- [Exercise goal] Keeping every character as it is, transcribe the entries below.

(Dataset entries)
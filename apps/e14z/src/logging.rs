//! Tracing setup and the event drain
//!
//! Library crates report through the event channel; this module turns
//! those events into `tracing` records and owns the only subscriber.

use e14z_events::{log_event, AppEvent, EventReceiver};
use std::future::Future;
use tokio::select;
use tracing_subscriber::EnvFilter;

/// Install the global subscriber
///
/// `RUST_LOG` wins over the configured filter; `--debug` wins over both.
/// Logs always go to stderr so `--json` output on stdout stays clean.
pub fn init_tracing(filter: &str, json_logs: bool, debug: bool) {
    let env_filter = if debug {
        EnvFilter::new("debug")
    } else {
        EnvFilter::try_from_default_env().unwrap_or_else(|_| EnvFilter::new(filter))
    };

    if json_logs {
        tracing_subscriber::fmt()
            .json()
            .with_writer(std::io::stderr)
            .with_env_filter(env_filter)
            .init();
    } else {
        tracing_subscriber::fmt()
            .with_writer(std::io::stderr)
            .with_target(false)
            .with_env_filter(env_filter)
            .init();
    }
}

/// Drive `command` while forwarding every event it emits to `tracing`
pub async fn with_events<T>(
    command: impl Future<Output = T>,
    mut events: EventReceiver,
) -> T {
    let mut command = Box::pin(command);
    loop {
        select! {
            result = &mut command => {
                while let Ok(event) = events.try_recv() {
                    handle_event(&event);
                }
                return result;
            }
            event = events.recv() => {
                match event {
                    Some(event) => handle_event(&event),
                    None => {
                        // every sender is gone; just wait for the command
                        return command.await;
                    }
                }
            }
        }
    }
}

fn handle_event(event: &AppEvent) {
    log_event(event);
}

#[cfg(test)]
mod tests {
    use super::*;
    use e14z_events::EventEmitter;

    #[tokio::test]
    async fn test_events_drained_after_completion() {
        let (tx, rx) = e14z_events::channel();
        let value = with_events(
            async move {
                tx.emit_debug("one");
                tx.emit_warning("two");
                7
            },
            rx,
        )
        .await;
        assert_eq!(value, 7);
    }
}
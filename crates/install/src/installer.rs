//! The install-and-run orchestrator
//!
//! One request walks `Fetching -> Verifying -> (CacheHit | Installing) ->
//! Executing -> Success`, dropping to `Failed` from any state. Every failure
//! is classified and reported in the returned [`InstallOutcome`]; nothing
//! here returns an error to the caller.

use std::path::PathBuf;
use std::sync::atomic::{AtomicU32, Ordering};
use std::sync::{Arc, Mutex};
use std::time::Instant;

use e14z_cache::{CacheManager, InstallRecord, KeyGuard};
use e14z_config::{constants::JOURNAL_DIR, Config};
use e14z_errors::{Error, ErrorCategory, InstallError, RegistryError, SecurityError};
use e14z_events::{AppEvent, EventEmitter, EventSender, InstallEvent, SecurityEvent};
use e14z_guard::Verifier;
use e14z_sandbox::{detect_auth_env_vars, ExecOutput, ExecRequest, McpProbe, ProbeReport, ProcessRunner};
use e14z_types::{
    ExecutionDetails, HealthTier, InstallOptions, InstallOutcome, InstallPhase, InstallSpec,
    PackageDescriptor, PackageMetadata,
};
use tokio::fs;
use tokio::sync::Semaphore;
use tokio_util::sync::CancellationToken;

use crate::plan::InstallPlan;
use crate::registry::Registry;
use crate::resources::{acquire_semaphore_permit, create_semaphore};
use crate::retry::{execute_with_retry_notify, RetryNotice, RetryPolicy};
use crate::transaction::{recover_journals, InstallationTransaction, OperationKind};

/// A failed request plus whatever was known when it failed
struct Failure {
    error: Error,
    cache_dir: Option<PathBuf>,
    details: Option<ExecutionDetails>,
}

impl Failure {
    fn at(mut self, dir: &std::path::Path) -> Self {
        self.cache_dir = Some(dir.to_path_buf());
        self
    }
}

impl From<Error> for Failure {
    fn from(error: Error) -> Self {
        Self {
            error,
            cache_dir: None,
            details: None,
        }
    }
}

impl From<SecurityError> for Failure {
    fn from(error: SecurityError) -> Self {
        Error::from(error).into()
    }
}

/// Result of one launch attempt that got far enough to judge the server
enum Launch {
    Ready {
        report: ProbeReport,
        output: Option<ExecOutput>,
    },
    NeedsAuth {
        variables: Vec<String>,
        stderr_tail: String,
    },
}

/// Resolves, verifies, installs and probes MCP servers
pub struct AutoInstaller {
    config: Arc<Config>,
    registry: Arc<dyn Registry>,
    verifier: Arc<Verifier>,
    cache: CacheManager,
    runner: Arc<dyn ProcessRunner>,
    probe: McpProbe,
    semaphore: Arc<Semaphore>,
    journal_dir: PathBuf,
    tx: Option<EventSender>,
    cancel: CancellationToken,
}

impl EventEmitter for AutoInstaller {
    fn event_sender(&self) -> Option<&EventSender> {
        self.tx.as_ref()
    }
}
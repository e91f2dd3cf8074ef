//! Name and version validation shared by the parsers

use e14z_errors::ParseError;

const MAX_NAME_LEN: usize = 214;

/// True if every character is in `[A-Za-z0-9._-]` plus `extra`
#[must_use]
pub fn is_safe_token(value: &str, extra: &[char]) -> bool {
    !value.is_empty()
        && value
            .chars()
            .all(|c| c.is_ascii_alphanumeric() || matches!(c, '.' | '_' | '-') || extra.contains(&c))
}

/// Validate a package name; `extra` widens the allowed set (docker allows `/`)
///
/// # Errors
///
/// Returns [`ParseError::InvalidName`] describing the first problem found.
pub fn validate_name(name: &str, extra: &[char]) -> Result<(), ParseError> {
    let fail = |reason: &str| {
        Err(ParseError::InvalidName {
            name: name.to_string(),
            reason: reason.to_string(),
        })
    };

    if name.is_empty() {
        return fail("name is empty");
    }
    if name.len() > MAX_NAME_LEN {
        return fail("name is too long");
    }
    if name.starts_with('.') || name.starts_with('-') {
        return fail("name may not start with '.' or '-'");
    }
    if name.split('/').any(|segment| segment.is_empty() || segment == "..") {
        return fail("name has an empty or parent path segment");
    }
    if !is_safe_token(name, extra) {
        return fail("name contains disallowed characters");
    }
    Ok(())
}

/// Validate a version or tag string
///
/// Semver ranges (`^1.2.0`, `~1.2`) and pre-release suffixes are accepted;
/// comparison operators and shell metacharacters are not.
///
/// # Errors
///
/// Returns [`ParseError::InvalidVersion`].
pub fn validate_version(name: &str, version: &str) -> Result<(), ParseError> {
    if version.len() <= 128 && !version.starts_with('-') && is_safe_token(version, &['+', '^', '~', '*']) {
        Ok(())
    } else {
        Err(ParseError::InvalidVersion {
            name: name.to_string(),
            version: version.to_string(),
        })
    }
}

- [Answer to this exercise]
filename apps/e14z/src/logging.rs
//! Tracing setup and the event drain
//!
//! Library crates report through the event channel; this module turns
//! those events into `tracing` records and owns the only subscriber.

use e14z_events::{log_event, AppEvent, EventReceiver};
use std::future::Future;
use tokio::select;
use tracing_subscriber::EnvFilter;

/// Install the global subscriber
///
/// `RUST_LOG` wins over the configured filter; `--debug` wins over both.
/// Logs always go to stderr so `--json` output on stdout stays clean.
pub fn init_tracing(filter: &str, json_logs: bool, debug: bool) {
    let env_filter = if debug {
        EnvFilter::new("debug")
    } else {
        EnvFilter::try_from_default_env().unwrap_or_else(|_| EnvFilter::new(filter))
    };

    if json_logs {
        tracing_subscriber::fmt()
            .json()
            .with_writer(std::io::stderr)
            .with_env_filter(env_filter)
            .init();
    } else {
        tracing_subscriber::fmt()
            .with_writer(std::io::stderr)
            .with_target(false)
            .with_env_filter(env_filter)
            .init();
    }
}

/// Drive `command` while forwarding every event it emits to `tracing`
pub async fn with_events<T>(
    command: impl Future<Output = T>,
    mut events: EventReceiver,
) -> T {
    let mut command = Box::pin(command);
    loop {
        select! {
            result = &mut command => {
                while let Ok(event) = events.try_recv() {
                    handle_event(&event);
                }
                return result;
            }
            event = events.recv() => {
                match event {
                    Some(event) => handle_event(&event),
                    None => {
                        // every sender is gone; just wait for the command
                        return command.await;
                    }
                }
            }
        }
    }
}

fn handle_event(event: &AppEvent) {
    log_event(event);
}

#[cfg(test)]
mod tests {
    use super::*;
    use e14z_events::EventEmitter;

    #[tokio::test]
    async fn test_events_drained_after_completion() {
        let (tx, rx) = e14z_events::channel();
        let value = with_events(
            async move {
                tx.emit_debug("one");
                tx.emit_warning("two");
                7
            },
            rx,
        )
        .await;
        assert_eq!(value, 7);
    }
}
filename crates/install/src/installer.rs
//! The install-and-run orchestrator
//!
//! One request walks `Fetching -> Verifying -> (CacheHit | Installing) ->
//! Executing -> Success`, dropping to `Failed` from any state. Every failure
//! is classified and reported in the returned [`InstallOutcome`]; nothing
//! here returns an error to the caller.

use std::path::PathBuf;
use std::sync::atomic::{AtomicU32, Ordering};
use std::sync::{Arc, Mutex};
use std::time::Instant;

use e14z_cache::{CacheManager, InstallRecord, KeyGuard};
use e14z_config::{constants::JOURNAL_DIR, Config};
use e14z_errors::{Error, ErrorCategory, InstallError, RegistryError, SecurityError};
use e14z_events::{AppEvent, EventEmitter, EventSender, InstallEvent, SecurityEvent};
use e14z_guard::Verifier;
use e14z_sandbox::{detect_auth_env_vars, ExecOutput, ExecRequest, McpProbe, ProbeReport, ProcessRunner};
use e14z_types::{
    ExecutionDetails, HealthTier, InstallOptions, InstallOutcome, InstallPhase, InstallSpec,
    PackageDescriptor, PackageMetadata,
};
use tokio::fs;
use tokio::sync::Semaphore;
use tokio_util::sync::CancellationToken;

use crate::plan::InstallPlan;
use crate::registry::Registry;
use crate::resources::{acquire_semaphore_permit, create_semaphore};
use crate::retry::{execute_with_retry_notify, RetryNotice, RetryPolicy};
use crate::transaction::{recover_journals, InstallationTransaction, OperationKind};

/// A failed request plus whatever was known when it failed
struct Failure {
    error: Error,
    cache_dir: Option<PathBuf>,
    details: Option<ExecutionDetails>,
}

impl Failure {
    fn at(mut self, dir: &std::path::Path) -> Self {
        self.cache_dir = Some(dir.to_path_buf());
        self
    }
}

impl From<Error> for Failure {
    fn from(error: Error) -> Self {
        Self {
            error,
            cache_dir: None,
            details: None,
        }
    }
}

impl From<SecurityError> for Failure {
    fn from(error: SecurityError) -> Self {
        Error::from(error).into()
    }
}

/// Result of one launch attempt that got far enough to judge the server
enum Launch {
    Ready {
        report: ProbeReport,
        output: Option<ExecOutput>,
    },
    NeedsAuth {
        variables: Vec<String>,
        stderr_tail: String,
    },
}

/// Resolves, verifies, installs and probes MCP servers
pub struct AutoInstaller {
    config: Arc<Config>,
    registry: Arc<dyn Registry>,
    verifier: Arc<Verifier>,
    cache: CacheManager,
    runner: Arc<dyn ProcessRunner>,
    probe: McpProbe,
    semaphore: Arc<Semaphore>,
    journal_dir: PathBuf,
    tx: Option<EventSender>,
    cancel: CancellationToken,
}

impl EventEmitter for AutoInstaller {
    fn event_sender(&self) -> Option<&EventSender> {
        self.tx.as_ref()
    }
}
repository e91f2dd3cf8074ef
//! Name and version validation shared by the parsers

use e14z_errors::ParseError;

const MAX_NAME_LEN: usize = 214;

/// True if every character is in `[A-Za-z0-9._-]` plus `extra`
#[must_use]
pub fn is_safe_token(value: &str, extra: &[char]) -> bool {
    !value.is_empty()
        && value
            .chars()
            .all(|c| c.is_ascii_alphanumeric() || matches!(c, '.' | '_' | '-') || extra.contains(&c))
}

/// Validate a package name; `extra` widens the allowed set (docker allows `/`)
///
/// # Errors
///
/// Returns [`ParseError::InvalidName`] describing the first problem found.
pub fn validate_name(name: &str, extra: &[char]) -> Result<(), ParseError> {
    let fail = |reason: &str| {
        Err(ParseError::InvalidName {
            name: name.to_string(),
            reason: reason.to_string(),
        })
    };

    if name.is_empty() {
        return fail("name is empty");
    }
    if name.len() > MAX_NAME_LEN {
        return fail("name is too long");
    }
    if name.starts_with('.') || name.starts_with('-') {
        return fail("name may not start with '.' or '-'");
    }
    if name.split('/').any(|segment| segment.is_empty() || segment == "..") {
        return fail("name has an empty or parent path segment");
    }
    if !is_safe_token(name, extra) {
        return fail("name contains disallowed characters");
    }
    Ok(())
}

/// Validate a version or tag string
///
/// Semver ranges (`^1.2.0`, `~1.2`) and pre-release suffixes are accepted;
/// comparison operators and shell metacharacters are not.
///
/// # Errors
///
/// Returns [`ParseError::InvalidVersion`].
pub fn validate_version(name: &str, version: &str) -> Result<(), ParseError> {
    if version.len() <= 128 && !version.starts_with('-') && is_safe_token(version, &['+', '^', '~', '*']) {
        Ok(())
    } else {
        Err(ParseError::InvalidVersion {
            name: name.to_string(),
            version: version.to_string(),
        })
    }
}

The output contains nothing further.